#MeSomething

Contemplating desire and sex appeal in a #metoo world

§

in Features

EmailTwitterFacebookDigg

Asheville winter submerges us, weeks of unseasonable cold expanding January into multiples of its actual duration. My beer-loving colleague — let’s refer to him as “Jim” — is in town for a client meeting he celebrated as an excuse to visit my peak-brewery town, weather be damned. His old friend, whom we shall call Kurt — some of whose money I manage (well, if I do say so myself) — has tagged along for a sexagenarian Hangover. Both wives bowed out of the trip with a set of excuses as carefully crafted as a local IPA. Jim and I make plans to drink and dine after our wispy meeting and take leave of one another so that I can collect my son from kindergarten, and he can begin beer sampling with Kurt.

When I next encounter Jim, he and Kurt are hours into their tasting tour and have bellied up to the long communal table at the Wicked Weed brewery. I wedge myself into a space between Jim and a non-English-speaking couple (German I think —consonant-tinged beer terminology like hefeweizen seems easy on their tongues.) I shake hands with Kurt across the farmhouse table, take stock of his heavy lids and irrepressible — charming, I admit — smile, the kind of face that only alcohol can paint. Kurt’s hand doesn’t as much shake mine as allow mine to rest in it, with a tingle that surprises me.

I am 47, three years celibate. Post-sex, you could (I do) say. My interest in sex waned before my child-bearing relationship did, and its absence is barely noted, occasionally celebrated. My friend Ally, a decade my senior, warned me this would happen. At 35, I laughed at her. Libido-less Ally intoxicated men. What a waste, I thought at the time. Yet now I am aware of the difference between wanting sex and wanting to be found sexy. In my 47 years, I have mostly felt not sexy and basked in the warmth of boyfriends who looked past my un-flirty demeanor to find what one [French] lover called the tigresse within. I am still making up for my lost years of high school, when boys drooled over cheerleader Kathi Wilson (this odd spelling of Kathi with an ‘I’ somehow augmenting her appeal), ogling her long straight bright blond hair, perfect peach complexion, gravity-defiant grapefruit boobs, and wide lazy-smiling mouth suggestive of skilled blow jobs. 30 years after watching high school boys worship at the altar of Kathi, I still want men to want me. But these days, post-sex, I know better than to be the dog — make that, bitch — who catches the car.

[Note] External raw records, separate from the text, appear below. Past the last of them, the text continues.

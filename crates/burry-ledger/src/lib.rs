//! # burry-ledger: Address-Keyed Account Ledger
//!
//! The backing store for the escrow program. Every account (wallet or
//! program-derived escrow) lives at an [`Address`](burry_core::Address) and
//! holds a lamport balance plus opaque data bytes. The ledger is the arena;
//! derived addresses are the index into it.
//!
//! ## Modules
//!
//! - **Account** (`account.rs`): the stored record.
//! - **Rent** (`rent.rs`): storage reservation schedule.
//! - **Store** (`store.rs`): the [`Ledger`] handle and its [`Transaction`]
//!   view. A transaction locks exactly the addresses it names and commits
//!   all of its writes or none.
//! - **Receipt** (`receipt.rs`): confirmation handle for a committed
//!   transaction.
//!
//! ## Concurrency
//!
//! Each address has its own lock. Transactions acquire their locks in
//! ascending address order, so overlapping transactions cannot deadlock and
//! transactions over disjoint addresses never wait for each other. Locks are
//! `parking_lot` mutexes and are never held across an `.await`.

pub mod account;
pub mod error;
pub mod receipt;
pub mod rent;
pub mod store;

pub use account::Account;
pub use error::LedgerError;
pub use receipt::Receipt;
pub use rent::{RentSchedule, ACCOUNT_STORAGE_OVERHEAD, DEFAULT_LAMPORTS_PER_BYTE};
pub use store::{Committed, Ledger, LedgerSnapshot, Transaction};
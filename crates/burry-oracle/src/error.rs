//! Oracle error types.

use burry_core::Address;
use thiserror::Error;

use crate::config::ConfigError;

/// Errors returned by [`crate::PriceOracle`] implementations.
#[derive(Error, Debug, Clone, PartialEq, Eq)]
pub enum OracleError {
    /// The feed could not be read or answered something unusable.
    #[error("price feed {feed} unavailable: {reason}")]
    Unavailable {
        /// Feed that was queried.
        feed: Address,
        /// What went wrong.
        reason: String,
    },

    /// The latest observation is older than the allowed age.
    #[error("price feed {feed} is stale: last observation {age_secs}s old, limit {max_age_secs}s")]
    Stale {
        /// Feed that was queried.
        feed: Address,
        /// Age of the observation in seconds.
        age_secs: i64,
        /// Configured limit.
        max_age_secs: u64,
    },

    /// The client could not be built from its configuration.
    #[error("oracle configuration error: {0}")]
    Config(#[from] ConfigError),
}

impl OracleError {
    pub(crate) fn unavailable(feed: &Address, reason: impl Into<String>) -> Self {
        Self::Unavailable {
            feed: *feed,
            reason: reason.into(),
        }
    }
}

My career has been largely untouched by the sexism and harassment you read about on Wall Street. I’m not saying it doesn’t happen; I watched a friend agonize over and finally leave her job when a male co-worker became dangerously lecherous, with behavior that escalated from slipping her a DVD of him having sex with his wife to showing up at her hotel room at a conference. But I personally don’t have the material to finger-pound furious #metoo vignettes. Instead, I wish I had the balls to write a rebuttal a la Catherine Deneuve. I settle for darkly giggling among like-minded friends, carefully identified with a non-committal overture such as “I think this #metoo thing might create a backlash,” about the movement we would like to start: #meneither, lamenting the lack of harassment by hot men with whom we have worked.

#meneither, Rick Moon!

#meneither, Glen Hooper!

#meneither, Jamie Dimon!

And on, and on . . . You don’t spend decades on Wall Street without encountering a whole lot of MILFs. In this case, the M is not for mother, but man.

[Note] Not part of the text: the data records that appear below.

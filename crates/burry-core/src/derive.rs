//! # Program-Derived Addresses
//!
//! Deterministic, collision-resistant mapping from `(seeds, program_id)` to
//! an [`Address`]. The escrow program uses `[ESCROW_SEED, owner]` as seeds,
//! so each owner has exactly one escrow slot per label and both handlers can
//! find it without a shared index.
//!
//! ## Construction
//!
//! ```text
//! candidate = SHA-256(seed_0 ‖ … ‖ seed_n ‖ [bump] ‖ program_id ‖ "ProgramDerivedAddress")
//! ```
//!
//! A candidate is accepted only if it is **not** a valid compressed ed25519
//! point, so no private key can ever sign for it. [`find_program_address()`]
//! searches bumps from 255 downward and returns the first accepted one (the
//! canonical bump). Storing that bump lets later calls re-derive with a
//! single hash via [`create_program_address()`].

use sha2::{Digest, Sha256};

use crate::address::Address;
use crate::error::DerivationError;

/// Maximum length of a single seed, in bytes.
pub const MAX_SEED_LEN: usize = 32;

/// Maximum number of seeds, bump included.
pub const MAX_SEEDS: usize = 16;

/// Domain separator appended to every derivation hash.
pub const PDA_MARKER: &[u8; 21] = b"ProgramDerivedAddress";

/// Whether 32 bytes decode to a point on the ed25519 curve.
pub fn is_on_curve(bytes: &[u8; 32]) -> bool {
    ed25519_dalek::VerifyingKey::from_bytes(bytes).is_ok()
}

/// Derive the address for a known bump.
///
/// `seeds` must already include the bump as its final one-byte seed.
///
/// # Errors
///
/// - [`DerivationError::MaxSeedLength`] if any seed exceeds [`MAX_SEED_LEN`].
/// - [`DerivationError::TooManySeeds`] if more than [`MAX_SEEDS`] are given.
/// - [`DerivationError::InvalidSeeds`] if the result lies on the curve.
pub fn create_program_address(
    seeds: &[&[u8]],
    program_id: &Address,
) -> Result<Address, DerivationError> {
    if seeds.len() > MAX_SEEDS {
        return Err(DerivationError::TooManySeeds {
            count: seeds.len(),
            max: MAX_SEEDS,
        });
    }
    for (index, seed) in seeds.iter().enumerate() {
        if seed.len() > MAX_SEED_LEN {
            return Err(DerivationError::MaxSeedLength {
                index,
                len: seed.len(),
                max: MAX_SEED_LEN,
            });
        }
    }

    let mut hasher = Sha256::new();
    for seed in seeds {
        hasher.update(seed);
    }
    hasher.update(program_id.as_bytes());
    hasher.update(PDA_MARKER);
    let hash: [u8; 32] = hasher.finalize().into();

    if is_on_curve(&hash) {
        return Err(DerivationError::InvalidSeeds);
    }
    Ok(Address::new_from_array(hash))
}

/// Find the canonical `(address, bump)` for `seeds` under `program_id`.
///
/// Pure: identical inputs always return the identical pair.
///
/// # Errors
///
/// Seed-shape errors from [`create_program_address()`] are returned as-is.
/// [`DerivationError::InvalidSeeds`] if every bump lands on the curve,
/// which happens with negligible probability.
pub fn find_program_address(
    seeds: &[&[u8]],
    program_id: &Address,
) -> Result<(Address, u8), DerivationError> {
    if seeds.len() + 1 > MAX_SEEDS {
        return Err(DerivationError::TooManySeeds {
            count: seeds.len() + 1,
            max: MAX_SEEDS,
        });
    }

    for bump in (0..=u8::MAX).rev() {
        let bump_seed = [bump];
        let mut with_bump: Vec<&[u8]> = Vec::with_capacity(seeds.len() + 1);
        with_bump.extend_from_slice(seeds);
        with_bump.push(&bump_seed);
        match create_program_address(&with_bump, program_id) {
            Ok(address) => return Ok((address, bump)),
            Err(DerivationError::InvalidSeeds) => {}
            Err(e) => return Err(e),
        }
    }
    Err(DerivationError::InvalidSeeds)
}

I order a half-pint of an inoffensive pale ale as Kurt is urging Jim, “You have to go downstairs to check out the cellar.” Jim disappears into the dungeon of single-session double-digit ABV beers with names like barrel-aged Xibalba. (Translation: “place of fear” in ancient Mayan — sigh.) I am left to needle Kurt about not calling when he and his wife came to Asheville a few months ago. Boozy smile widening, he shrugs and fumbles with his heretofore invisible hearing aid, which is dangling from his ear cartilage.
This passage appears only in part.